══ Records shown
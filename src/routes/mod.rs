//! HTTP route handlers

pub mod health;
pub mod recap;

pub use health::{health_check, version_info};
pub use recap::{
    handle_missing_ids, handle_missing_reviews, handle_recap_index, handle_recap_section,
    handle_search, handle_table,
};

use bytes::Bytes;
use http_body_util::Full;
use hyper::{Response, StatusCode};

/// HTML fragment response.
pub fn html_response(body: String) -> Response<Full<Bytes>> {
    Response::builder()
        .status(StatusCode::OK)
        .header("Content-Type", "text/html; charset=utf-8")
        .header("Access-Control-Allow-Origin", "*")
        .body(Full::new(Bytes::from(body)))
        .unwrap()
}

/// JSON response.
pub fn json_response(body: String) -> Response<Full<Bytes>> {
    Response::builder()
        .status(StatusCode::OK)
        .header("Content-Type", "application/json")
        .header("Access-Control-Allow-Origin", "*")
        .body(Full::new(Bytes::from(body)))
        .unwrap()
}

/// 404 with a JSON error body.
pub fn not_found_response(path: &str) -> Response<Full<Bytes>> {
    let body = serde_json::json!({ "error": "not found", "path": path }).to_string();
    Response::builder()
        .status(StatusCode::NOT_FOUND)
        .header("Content-Type", "application/json")
        .header("Access-Control-Allow-Origin", "*")
        .body(Full::new(Bytes::from(body)))
        .unwrap()
}

/// CORS preflight response.
pub fn preflight_response() -> Response<Full<Bytes>> {
    Response::builder()
        .status(StatusCode::NO_CONTENT)
        .header("Access-Control-Allow-Origin", "*")
        .header("Access-Control-Allow-Methods", "GET, OPTIONS")
        .header("Access-Control-Allow-Headers", "Content-Type")
        .body(Full::new(Bytes::new()))
        .unwrap()
}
════
Problem
Emit an exact copy of the lines spanning the start of the records to the line containing "JSON error body.", inclusive, and no other output.

Exercise answer
filename src/routes/mod.rs
//! HTTP route handlers

pub mod health;
pub mod recap;

pub use health::{health_check, version_info};
pub use recap::{
    handle_missing_ids, handle_missing_reviews, handle_recap_index, handle_recap_section,
    handle_search, handle_table,
};

use bytes::Bytes;
use http_body_util::Full;
use hyper::{Response, StatusCode};

/// HTML fragment response.
pub fn html_response(body: String) -> Response<Full<Bytes>> {
    Response::builder()
        .status(StatusCode::OK)
        .header("Content-Type", "text/html; charset=utf-8")
        .header("Access-Control-Allow-Origin", "*")
        .body(Full::new(Bytes::from(body)))
        .unwrap()
}

/// JSON response.
pub fn json_response(body: String) -> Response<Full<Bytes>> {
    Response::builder()
        .status(StatusCode::OK)
        .header("Content-Type", "application/json")
        .header("Access-Control-Allow-Origin", "*")
        .body(Full::new(Bytes::from(body)))
        .unwrap()
}

/// 404 with a JSON error body.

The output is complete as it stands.